** Opening SUPPLIED MATERIAL block **
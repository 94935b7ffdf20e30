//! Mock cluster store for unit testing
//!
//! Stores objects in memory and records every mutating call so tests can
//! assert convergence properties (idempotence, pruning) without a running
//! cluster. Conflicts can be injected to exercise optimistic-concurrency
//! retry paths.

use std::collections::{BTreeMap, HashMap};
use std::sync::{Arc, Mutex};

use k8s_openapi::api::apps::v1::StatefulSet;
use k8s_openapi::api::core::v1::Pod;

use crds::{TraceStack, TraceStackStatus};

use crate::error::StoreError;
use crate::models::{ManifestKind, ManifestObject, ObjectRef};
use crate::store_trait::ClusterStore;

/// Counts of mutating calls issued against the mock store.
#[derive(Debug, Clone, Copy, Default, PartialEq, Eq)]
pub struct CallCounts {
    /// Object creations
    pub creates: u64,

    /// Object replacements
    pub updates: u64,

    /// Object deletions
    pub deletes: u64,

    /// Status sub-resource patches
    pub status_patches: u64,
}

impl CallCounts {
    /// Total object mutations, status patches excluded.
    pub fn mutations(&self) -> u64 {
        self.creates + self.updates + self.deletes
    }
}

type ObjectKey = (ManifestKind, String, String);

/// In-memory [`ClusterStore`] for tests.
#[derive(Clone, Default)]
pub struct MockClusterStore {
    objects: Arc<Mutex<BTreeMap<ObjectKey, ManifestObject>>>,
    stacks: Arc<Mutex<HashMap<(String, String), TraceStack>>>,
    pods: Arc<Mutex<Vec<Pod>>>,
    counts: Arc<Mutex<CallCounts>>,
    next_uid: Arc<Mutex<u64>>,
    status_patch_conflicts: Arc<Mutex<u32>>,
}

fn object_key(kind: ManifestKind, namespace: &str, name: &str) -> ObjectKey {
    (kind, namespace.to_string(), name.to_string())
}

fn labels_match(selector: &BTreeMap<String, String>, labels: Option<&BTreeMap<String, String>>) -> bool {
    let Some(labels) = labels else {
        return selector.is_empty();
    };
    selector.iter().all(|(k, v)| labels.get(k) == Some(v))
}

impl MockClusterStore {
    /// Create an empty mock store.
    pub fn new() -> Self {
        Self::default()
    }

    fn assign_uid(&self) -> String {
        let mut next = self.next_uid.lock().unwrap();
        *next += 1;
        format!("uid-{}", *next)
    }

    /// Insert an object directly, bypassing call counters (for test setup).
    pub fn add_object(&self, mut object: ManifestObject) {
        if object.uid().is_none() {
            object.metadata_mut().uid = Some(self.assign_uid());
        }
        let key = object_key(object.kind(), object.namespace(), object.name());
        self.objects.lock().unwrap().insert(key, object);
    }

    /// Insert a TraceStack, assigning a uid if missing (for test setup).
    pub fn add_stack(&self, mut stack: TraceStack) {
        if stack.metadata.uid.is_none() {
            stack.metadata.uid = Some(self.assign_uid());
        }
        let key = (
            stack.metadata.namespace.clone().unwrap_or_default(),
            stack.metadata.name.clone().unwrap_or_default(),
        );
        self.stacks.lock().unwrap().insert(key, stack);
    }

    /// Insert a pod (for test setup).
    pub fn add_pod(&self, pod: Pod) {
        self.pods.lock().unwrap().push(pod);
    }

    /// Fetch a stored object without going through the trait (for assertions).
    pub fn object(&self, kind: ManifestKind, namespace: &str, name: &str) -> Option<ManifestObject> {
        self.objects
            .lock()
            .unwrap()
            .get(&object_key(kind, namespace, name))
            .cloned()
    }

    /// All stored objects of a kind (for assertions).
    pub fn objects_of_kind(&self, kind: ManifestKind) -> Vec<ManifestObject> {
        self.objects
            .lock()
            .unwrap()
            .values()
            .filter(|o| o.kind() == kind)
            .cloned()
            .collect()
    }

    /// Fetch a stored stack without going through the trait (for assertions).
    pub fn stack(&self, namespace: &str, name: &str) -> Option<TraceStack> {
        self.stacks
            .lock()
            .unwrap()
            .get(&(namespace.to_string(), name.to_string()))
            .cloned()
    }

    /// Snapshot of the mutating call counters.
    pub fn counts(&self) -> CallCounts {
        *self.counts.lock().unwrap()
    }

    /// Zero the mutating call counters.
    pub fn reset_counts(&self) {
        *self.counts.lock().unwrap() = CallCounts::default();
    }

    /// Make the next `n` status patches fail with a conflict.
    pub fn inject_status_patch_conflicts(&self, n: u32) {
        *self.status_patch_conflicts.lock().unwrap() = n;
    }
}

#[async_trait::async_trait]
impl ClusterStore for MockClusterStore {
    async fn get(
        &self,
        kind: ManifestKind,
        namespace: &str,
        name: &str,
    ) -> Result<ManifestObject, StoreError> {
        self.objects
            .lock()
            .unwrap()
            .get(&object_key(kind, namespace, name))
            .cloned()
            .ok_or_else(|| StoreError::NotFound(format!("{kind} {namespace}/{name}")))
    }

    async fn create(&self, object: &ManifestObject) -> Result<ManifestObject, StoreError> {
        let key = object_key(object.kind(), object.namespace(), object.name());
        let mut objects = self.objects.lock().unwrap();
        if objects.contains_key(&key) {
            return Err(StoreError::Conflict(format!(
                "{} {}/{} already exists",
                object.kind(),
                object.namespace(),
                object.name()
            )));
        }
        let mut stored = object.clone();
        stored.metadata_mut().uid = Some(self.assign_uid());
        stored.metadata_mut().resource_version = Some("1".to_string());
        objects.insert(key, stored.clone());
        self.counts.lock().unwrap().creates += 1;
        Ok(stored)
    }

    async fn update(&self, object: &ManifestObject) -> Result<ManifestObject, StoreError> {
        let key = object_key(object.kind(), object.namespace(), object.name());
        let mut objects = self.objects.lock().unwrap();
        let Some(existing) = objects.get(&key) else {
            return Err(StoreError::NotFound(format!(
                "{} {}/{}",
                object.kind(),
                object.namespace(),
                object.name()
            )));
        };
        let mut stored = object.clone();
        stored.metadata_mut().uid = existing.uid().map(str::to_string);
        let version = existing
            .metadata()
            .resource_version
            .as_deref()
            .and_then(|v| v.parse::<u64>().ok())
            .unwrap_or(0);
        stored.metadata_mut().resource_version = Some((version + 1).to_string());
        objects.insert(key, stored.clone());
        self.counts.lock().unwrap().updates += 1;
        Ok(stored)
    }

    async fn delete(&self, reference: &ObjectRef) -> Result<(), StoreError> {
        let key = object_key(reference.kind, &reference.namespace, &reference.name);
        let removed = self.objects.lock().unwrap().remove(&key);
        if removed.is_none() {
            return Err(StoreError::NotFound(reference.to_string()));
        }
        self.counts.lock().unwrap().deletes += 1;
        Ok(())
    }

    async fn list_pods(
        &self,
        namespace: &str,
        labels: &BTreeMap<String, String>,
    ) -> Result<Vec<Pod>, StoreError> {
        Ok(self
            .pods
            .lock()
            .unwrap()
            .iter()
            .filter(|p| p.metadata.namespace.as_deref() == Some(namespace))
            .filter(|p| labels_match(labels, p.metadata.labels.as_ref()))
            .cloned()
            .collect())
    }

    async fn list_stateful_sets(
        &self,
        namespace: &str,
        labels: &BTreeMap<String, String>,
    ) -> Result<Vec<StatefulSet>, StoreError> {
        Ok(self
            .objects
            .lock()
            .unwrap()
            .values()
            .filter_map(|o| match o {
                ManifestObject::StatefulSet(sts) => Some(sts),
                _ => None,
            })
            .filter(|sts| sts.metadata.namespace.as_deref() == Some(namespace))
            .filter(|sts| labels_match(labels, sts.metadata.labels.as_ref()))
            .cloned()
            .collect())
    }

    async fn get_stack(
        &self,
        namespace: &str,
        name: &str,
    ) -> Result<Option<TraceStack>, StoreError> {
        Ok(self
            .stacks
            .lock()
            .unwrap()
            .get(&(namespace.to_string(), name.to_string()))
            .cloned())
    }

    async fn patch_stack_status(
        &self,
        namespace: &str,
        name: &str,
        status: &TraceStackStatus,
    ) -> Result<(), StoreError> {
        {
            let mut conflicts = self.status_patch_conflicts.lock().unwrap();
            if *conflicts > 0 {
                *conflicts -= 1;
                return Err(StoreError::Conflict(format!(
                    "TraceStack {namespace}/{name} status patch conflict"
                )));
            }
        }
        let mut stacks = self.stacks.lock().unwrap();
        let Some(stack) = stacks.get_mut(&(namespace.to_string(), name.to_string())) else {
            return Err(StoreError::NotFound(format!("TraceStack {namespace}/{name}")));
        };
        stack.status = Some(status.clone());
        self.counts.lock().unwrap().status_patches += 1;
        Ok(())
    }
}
** Closing SUPPLIED MATERIAL block **
** Opening SUPPLIED MATERIAL block **
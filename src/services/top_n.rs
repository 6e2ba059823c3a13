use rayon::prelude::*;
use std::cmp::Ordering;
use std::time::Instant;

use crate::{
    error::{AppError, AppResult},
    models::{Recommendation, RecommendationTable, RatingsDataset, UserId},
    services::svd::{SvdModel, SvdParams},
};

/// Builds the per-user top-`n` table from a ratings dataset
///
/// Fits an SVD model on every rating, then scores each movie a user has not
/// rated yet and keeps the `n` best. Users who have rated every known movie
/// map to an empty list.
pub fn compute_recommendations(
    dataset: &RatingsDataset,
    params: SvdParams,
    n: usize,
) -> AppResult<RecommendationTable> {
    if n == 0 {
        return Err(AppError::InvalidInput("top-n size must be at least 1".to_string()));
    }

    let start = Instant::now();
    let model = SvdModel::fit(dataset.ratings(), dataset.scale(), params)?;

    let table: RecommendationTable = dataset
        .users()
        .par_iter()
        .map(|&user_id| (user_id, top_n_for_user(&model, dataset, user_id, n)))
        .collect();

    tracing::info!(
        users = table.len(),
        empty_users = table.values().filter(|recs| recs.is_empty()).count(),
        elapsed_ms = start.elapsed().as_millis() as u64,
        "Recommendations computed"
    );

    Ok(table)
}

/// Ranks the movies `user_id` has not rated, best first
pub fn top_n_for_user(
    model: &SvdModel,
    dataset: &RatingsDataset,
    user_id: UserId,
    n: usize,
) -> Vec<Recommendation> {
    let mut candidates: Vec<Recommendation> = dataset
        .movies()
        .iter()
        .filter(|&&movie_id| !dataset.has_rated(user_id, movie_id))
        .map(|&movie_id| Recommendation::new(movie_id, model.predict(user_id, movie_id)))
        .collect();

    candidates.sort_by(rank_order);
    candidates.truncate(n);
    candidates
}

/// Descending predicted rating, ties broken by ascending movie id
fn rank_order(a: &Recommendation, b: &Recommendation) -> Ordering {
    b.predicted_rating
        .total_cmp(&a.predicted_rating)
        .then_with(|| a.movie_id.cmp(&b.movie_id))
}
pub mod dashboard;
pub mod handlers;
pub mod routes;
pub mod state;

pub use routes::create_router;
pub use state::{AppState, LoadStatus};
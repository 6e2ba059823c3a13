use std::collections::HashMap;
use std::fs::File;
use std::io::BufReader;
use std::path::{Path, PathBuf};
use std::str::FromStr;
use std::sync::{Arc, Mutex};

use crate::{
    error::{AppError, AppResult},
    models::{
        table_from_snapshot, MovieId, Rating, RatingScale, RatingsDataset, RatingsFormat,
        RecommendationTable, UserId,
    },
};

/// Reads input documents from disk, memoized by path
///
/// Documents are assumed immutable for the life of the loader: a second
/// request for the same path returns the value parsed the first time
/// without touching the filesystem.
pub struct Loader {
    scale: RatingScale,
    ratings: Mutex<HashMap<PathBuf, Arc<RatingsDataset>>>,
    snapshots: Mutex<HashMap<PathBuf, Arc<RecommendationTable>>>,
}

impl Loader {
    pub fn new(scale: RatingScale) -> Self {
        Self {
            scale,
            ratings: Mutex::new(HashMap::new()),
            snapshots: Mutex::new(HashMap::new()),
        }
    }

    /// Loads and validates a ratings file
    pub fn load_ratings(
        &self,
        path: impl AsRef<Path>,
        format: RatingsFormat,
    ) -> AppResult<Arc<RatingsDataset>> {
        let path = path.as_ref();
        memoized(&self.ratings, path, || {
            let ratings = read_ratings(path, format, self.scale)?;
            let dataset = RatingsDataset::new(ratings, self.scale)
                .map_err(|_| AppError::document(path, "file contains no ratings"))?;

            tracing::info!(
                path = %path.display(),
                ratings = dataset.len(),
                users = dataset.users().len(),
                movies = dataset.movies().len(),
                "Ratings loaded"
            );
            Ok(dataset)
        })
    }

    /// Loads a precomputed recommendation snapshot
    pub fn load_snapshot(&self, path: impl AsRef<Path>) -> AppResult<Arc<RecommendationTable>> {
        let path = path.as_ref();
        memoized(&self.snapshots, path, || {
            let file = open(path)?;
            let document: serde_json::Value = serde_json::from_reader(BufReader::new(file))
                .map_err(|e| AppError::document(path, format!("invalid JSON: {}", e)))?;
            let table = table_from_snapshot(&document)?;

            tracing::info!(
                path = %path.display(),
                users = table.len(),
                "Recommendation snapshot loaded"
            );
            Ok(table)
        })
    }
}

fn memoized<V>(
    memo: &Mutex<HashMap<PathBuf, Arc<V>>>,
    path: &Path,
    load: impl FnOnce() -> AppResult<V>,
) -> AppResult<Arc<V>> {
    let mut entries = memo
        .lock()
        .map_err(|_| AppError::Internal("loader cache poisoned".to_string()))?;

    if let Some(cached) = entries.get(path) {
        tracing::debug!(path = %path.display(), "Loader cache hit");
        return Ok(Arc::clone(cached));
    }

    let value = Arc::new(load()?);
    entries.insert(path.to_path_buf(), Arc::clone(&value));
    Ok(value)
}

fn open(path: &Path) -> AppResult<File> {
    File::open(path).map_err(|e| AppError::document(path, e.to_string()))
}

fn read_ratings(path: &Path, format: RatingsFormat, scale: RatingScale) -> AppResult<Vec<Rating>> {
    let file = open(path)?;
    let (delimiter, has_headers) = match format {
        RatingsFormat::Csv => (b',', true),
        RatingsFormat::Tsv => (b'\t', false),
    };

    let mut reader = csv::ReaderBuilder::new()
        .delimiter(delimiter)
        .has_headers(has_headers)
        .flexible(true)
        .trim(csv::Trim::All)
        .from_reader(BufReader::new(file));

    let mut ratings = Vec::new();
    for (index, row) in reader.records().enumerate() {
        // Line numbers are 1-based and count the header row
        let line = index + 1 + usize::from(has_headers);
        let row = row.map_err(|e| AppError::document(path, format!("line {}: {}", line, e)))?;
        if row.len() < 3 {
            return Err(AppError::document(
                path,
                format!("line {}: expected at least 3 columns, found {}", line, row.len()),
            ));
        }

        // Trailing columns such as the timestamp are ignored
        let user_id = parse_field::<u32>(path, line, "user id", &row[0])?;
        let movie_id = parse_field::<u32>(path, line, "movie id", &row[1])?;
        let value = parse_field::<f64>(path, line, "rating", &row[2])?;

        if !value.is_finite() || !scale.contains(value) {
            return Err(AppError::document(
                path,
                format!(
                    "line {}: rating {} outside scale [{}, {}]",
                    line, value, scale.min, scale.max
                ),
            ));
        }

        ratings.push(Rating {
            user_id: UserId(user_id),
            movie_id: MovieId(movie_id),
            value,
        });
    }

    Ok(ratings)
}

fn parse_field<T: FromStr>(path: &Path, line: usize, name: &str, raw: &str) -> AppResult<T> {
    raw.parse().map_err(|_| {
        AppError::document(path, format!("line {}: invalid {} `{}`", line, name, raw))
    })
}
** Closing SUPPLIED MATERIAL block **
• [WHAT YOU ARE ASKED TO DO]: Return each line of the material in which the string "HashMap" can be found.

• [EXERCISE RESULT]:
use std::collections::{BTreeMap, HashMap};
    stacks: Arc<Mutex<HashMap<(String, String), TraceStack>>>,
use std::collections::HashMap;
    ratings: Mutex<HashMap<PathBuf, Arc<RatingsDataset>>>,
    snapshots: Mutex<HashMap<PathBuf, Arc<RecommendationTable>>>,
            ratings: Mutex::new(HashMap::new()),
            snapshots: Mutex::new(HashMap::new()),
    memo: &Mutex<HashMap<PathBuf, Arc<V>>>,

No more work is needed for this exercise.